Bayer is a global enterprise with core competencies in the life science fields of health care and nutrition. In line with its mission, “Health for all, Hunger for none,” the company’s products and services are designed to help people and the planet thrive by supporting efforts to master the major challenges presented by a growing and aging global population.

拜耳是一家在医疗保健和营养等生命科学领域具有核心竞争力的全球性企业。秉承“人人健康，无饥饿”的使命，公司通过支持应对不断增长和老龄化的全球人口带来的重大挑战，设计其产品和服务以帮助人类和地球繁荣发展。

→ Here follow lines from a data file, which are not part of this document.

//! API Clients
//!
//! Traits for the two external services the client talks to, and the
//! reqwest implementation of both.
//!
//! - [`AnalysisApi`]: risk prediction from an uploaded file, prevention plans
//! - [`AuthApi`]: login, registration, current user, profile updates

mod http;

pub use http::HttpClient;

use async_trait::async_trait;
use thiserror::Error;

use crate::analysis::{AnalysisResult, DecodeError, PreventionPlan, PreventionRequest};
use crate::session::{
    rejects_credential, AuthResponse, LoginRequest, ProfileFields, RegisterRequest, Session,
};
use crate::upload::UploadFile;

/// The analysis service
#[async_trait]
pub trait AnalysisApi: Send + Sync {
    /// `POST /predict_risk` with the file as multipart field `file`
    async fn predict_risk(&self, file: &UploadFile) -> Result<AnalysisResult, ClientError>;

    /// `POST /personalized_prevention`
    async fn prevention_plan(&self, request: &PreventionRequest) -> Result<PreventionPlan, ClientError>;
}

/// The authentication service
#[async_trait]
pub trait AuthApi: Send + Sync {
    async fn login(&self, request: &LoginRequest) -> Result<AuthResponse, ClientError>;

    async fn register(&self, request: &RegisterRequest) -> Result<AuthResponse, ClientError>;

    /// Resolve a stored credential to its user
    async fn current_user(&self, token: &str) -> Result<Session, ClientError>;

    async fn update_profile(&self, token: &str, fields: &ProfileFields) -> Result<Session, ClientError>;
}

/// Errors that can occur when talking to either service
#[derive(Error, Debug)]
pub enum ClientError {
    #[error("Service unavailable")]
    Unavailable,

    #[error("Request failed: {0}")]
    Request(#[from] reqwest::Error),

    #[error("API error {status}: {}", message.as_deref().unwrap_or("no details"))]
    Api { status: u16, message: Option<String> },

    #[error("Request timeout")]
    Timeout,

    #[error(transparent)]
    Decode(#[from] DecodeError),
}

impl ClientError {
    /// Message supplied by the server in its error body, if any
    pub fn server_message(&self) -> Option<String> {
        match self {
            ClientError::Api { message, .. } => message.clone(),
            _ => None,
        }
    }

    pub fn status(&self) -> Option<u16> {
        match self {
            ClientError::Api { status, .. } => Some(*status),
            _ => None,
        }
    }

    /// The service answered and refused the credential
    pub fn is_auth_rejection(&self) -> bool {
        self.status().map(rejects_credential).unwrap_or(false)
    }
}
//! Dashboard and health-metric data.
//!
//! No wearable integration exists yet, so the dashboard shows fixed
//! figures and the health-metrics view a synthetic 30-day series.

use rand::rngs::SmallRng;
use rand::{Rng, SeedableRng};

/// Current heart rate shown on the dashboard and metrics pages
pub const CURRENT_HEART_RATE: u32 = 72;

/// Days in the synthetic monthly series
pub const SERIES_DAYS: usize = 30;

/// One summary card on the dashboard
#[derive(Debug, Clone, Copy, PartialEq, Eq)]
pub struct StatCard {
    pub label: &'static str,
    pub value: &'static str,
    pub trend: &'static str,
    pub trend_up: bool,
    pub color: &'static str,
}

pub const DASHBOARD_STATS: [StatCard; 4] = [
    StatCard {
        label: "Heart Rate",
        value: "72 BPM",
        trend: "+2%",
        trend_up: true,
        color: "#ff3d3d",
    },
    StatCard {
        label: "Steps Today",
        value: "8,450",
        trend: "+12%",
        trend_up: true,
        color: "#0077cc",
    },
    StatCard {
        label: "Sleep Quality",
        value: "7.5h",
        trend: "-5%",
        trend_up: false,
        color: "#ffb800",
    },
    StatCard {
        label: "Risk Score",
        value: "78/100",
        trend: "+8%",
        trend_up: true,
        color: "#00d68f",
    },
];

#[derive(Debug, Clone, Copy, PartialEq, Eq)]
pub struct DayActivity {
    pub day: &'static str,
    pub steps: u32,
    pub heart_rate: u32,
}

pub const WEEKLY_ACTIVITY: [DayActivity; 7] = [
    DayActivity { day: "Mon", steps: 8200, heart_rate: 70 },
    DayActivity { day: "Tue", steps: 9100, heart_rate: 72 },
    DayActivity { day: "Wed", steps: 7500, heart_rate: 69 },
    DayActivity { day: "Thu", steps: 8900, heart_rate: 73 },
    DayActivity { day: "Fri", steps: 10200, heart_rate: 75 },
    DayActivity { day: "Sat", steps: 11500, heart_rate: 78 },
    DayActivity { day: "Sun", steps: 6800, heart_rate: 68 },
];

/// One slice of the risk distribution donut
#[derive(Debug, Clone, Copy, PartialEq, Eq)]
pub struct RiskSlice {
    pub name: &'static str,
    pub value: u32,
    pub color: &'static str,
}

pub const RISK_DISTRIBUTION: [RiskSlice; 4] = [
    RiskSlice { name: "Cardiovascular", value: 35, color: "#ff3d3d" },
    RiskSlice { name: "Diabetes", value: 28, color: "#ffb800" },
    RiskSlice { name: "Cancer", value: 15, color: "#0077cc" },
    RiskSlice { name: "Low Risk", value: 22, color: "#00d68f" },
];

/// Chromosomes flagged on the dashboard panel (1-based)
pub const FLAGGED_CHROMOSOMES: [u8; 4] = [3, 8, 14, 20];

/// Donut slice sweep angles in degrees, in order
pub fn risk_slice_angles() -> Vec<(RiskSlice, f64)> {
    let total: u32 = RISK_DISTRIBUTION.iter().map(|s| s.value).sum();
    RISK_DISTRIBUTION
        .iter()
        .map(|s| (*s, s.value as f64 / total as f64 * 360.0))
        .collect()
}

// ============================================
// Health metrics
// ============================================

/// One day of the synthetic series
#[derive(Debug, Clone, Copy, PartialEq)]
pub struct DailyMetrics {
    /// 1-based day number
    pub day: u32,
    pub steps: u32,
    pub heart_rate: u32,
    /// Hours
    pub sleep: f64,
    pub calories: u32,
}

/// Generate the 30-day series.
///
/// Ranges (half-open): steps `[7000, 12000)`, heart rate `[68, 83)`,
/// sleep `[6, 9)`, calories `[1800, 2400)`.
pub fn monthly_series(seed: u64) -> Vec<DailyMetrics> {
    let mut rng = SmallRng::seed_from_u64(seed);

    (1..=SERIES_DAYS as u32)
        .map(|day| DailyMetrics {
            day,
            steps: rng.gen_range(7000..12000),
            heart_rate: rng.gen_range(68..83),
            sleep: rng.gen_range(6.0..9.0),
            calories: rng.gen_range(1800..2400),
        })
        .collect()
}

#[derive(Debug, Clone, Copy, PartialEq, Eq, Hash)]
pub enum MetricKind {
    HeartRate,
    Steps,
    Sleep,
    Calories,
}

impl MetricKind {
    pub const ALL: [MetricKind; 4] = [
        MetricKind::HeartRate,
        MetricKind::Steps,
        MetricKind::Sleep,
        MetricKind::Calories,
    ];

    pub fn label(&self) -> &'static str {
        match self {
            MetricKind::HeartRate => "Avg Heart Rate",
            MetricKind::Steps => "Daily Steps",
            MetricKind::Sleep => "Sleep Quality",
            MetricKind::Calories => "Calories Burned",
        }
    }

    /// Headline value on the metric card
    pub fn headline(&self) -> &'static str {
        match self {
            MetricKind::HeartRate => "72 BPM",
            MetricKind::Steps => "8,450",
            MetricKind::Sleep => "7.5h",
            MetricKind::Calories => "2,100",
        }
    }

    pub fn color(&self) -> &'static str {
        match self {
            MetricKind::HeartRate => "#ff3d3d",
            MetricKind::Steps => "#0077cc",
            MetricKind::Sleep => "#ffb800",
            MetricKind::Calories => "#00d68f",
        }
    }

    pub fn value(&self, day: &DailyMetrics) -> f64 {
        match self {
            MetricKind::HeartRate => day.heart_rate as f64,
            MetricKind::Steps => day.steps as f64,
            MetricKind::Sleep => day.sleep,
            MetricKind::Calories => day.calories as f64,
        }
    }

    /// Sparkline values for this metric
    pub fn series(&self, days: &[DailyMetrics]) -> Vec<f64> {
        days.iter().map(|d| self.value(d)).collect()
    }
}

/// `8450` -> `"8,450"`
pub fn format_thousands(n: u64) -> String {
    let digits = n.to_string();
    let mut out = String::with_capacity(digits.len() + digits.len() / 3);

    for (i, c) in digits.chars().enumerate() {
        if i > 0 && (digits.len() - i) % 3 == 0 {
            out.push(',');
        }
        out.push(c);
    }
    out
}

#[cfg(test)]
mod tests {
    use super::*;

    #[test]
    fn test_series_ranges() {
        let days = monthly_series(7);
        assert_eq!(days.len(), 30);
        assert_eq!(days[0].day, 1);
        assert_eq!(days[29].day, 30);

        for d in &days {
            assert!((7000..12000).contains(&d.steps));
            assert!((68..83).contains(&d.heart_rate));
            assert!(d.sleep >= 6.0 && d.sleep < 9.0);
            assert!((1800..2400).contains(&d.calories));
        }
    }

    #[test]
    fn test_series_is_seeded() {
        assert_eq!(monthly_series(42), monthly_series(42));
        assert_ne!(monthly_series(1), monthly_series(2));
    }

    #[test]
    fn test_metric_series() {
        let days = monthly_series(3);
        let steps = MetricKind::Steps.series(&days);
        assert_eq!(steps.len(), 30);
        assert_eq!(steps[4], days[4].steps as f64);
        assert_eq!(MetricKind::Calories.headline(), "2,100");
    }

    #[test]
    fn test_fixtures() {
        assert_eq!(DASHBOARD_STATS[1].value, format_thousands(8450));
        assert!(!DASHBOARD_STATS[2].trend_up);
        assert_eq!(RISK_DISTRIBUTION.iter().map(|s| s.value).sum::<u32>(), 100);
        assert_eq!(WEEKLY_ACTIVITY[5].steps, 11500);
    }

    #[test]
    fn test_slice_angles_cover_circle() {
        let total: f64 = risk_slice_angles().iter().map(|(_, a)| a).sum();
        assert!((total - 360.0).abs() < 1e-9);
    }

    #[test]
    fn test_format_thousands() {
        assert_eq!(format_thousands(0), "0");
        assert_eq!(format_thousands(999), "999");
        assert_eq!(format_thousands(1000), "1,000");
        assert_eq!(format_thousands(1234567), "1,234,567");
    }
}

Bayer is committed to driving sustainable development and generating a positive impact with its businesses. At the same time, the Group aims to increase its earning power and create value through innovation and growth. The Bayer brand stands for trust, reliability and quality throughout the world. In fiscal 2024, the Group employed around 93,000 people and had sales of 46.6 billion euros.

拜耳致力于推动可持续发展，并通过其业务产生积极影响。同时，集团旨在通过创新和增长提高盈利能力并创造价值。拜耳品牌在全球范围内代表信任、可靠性和质量。在2024财年，该集团拥有约93,000名员工，销售额达466亿欧元。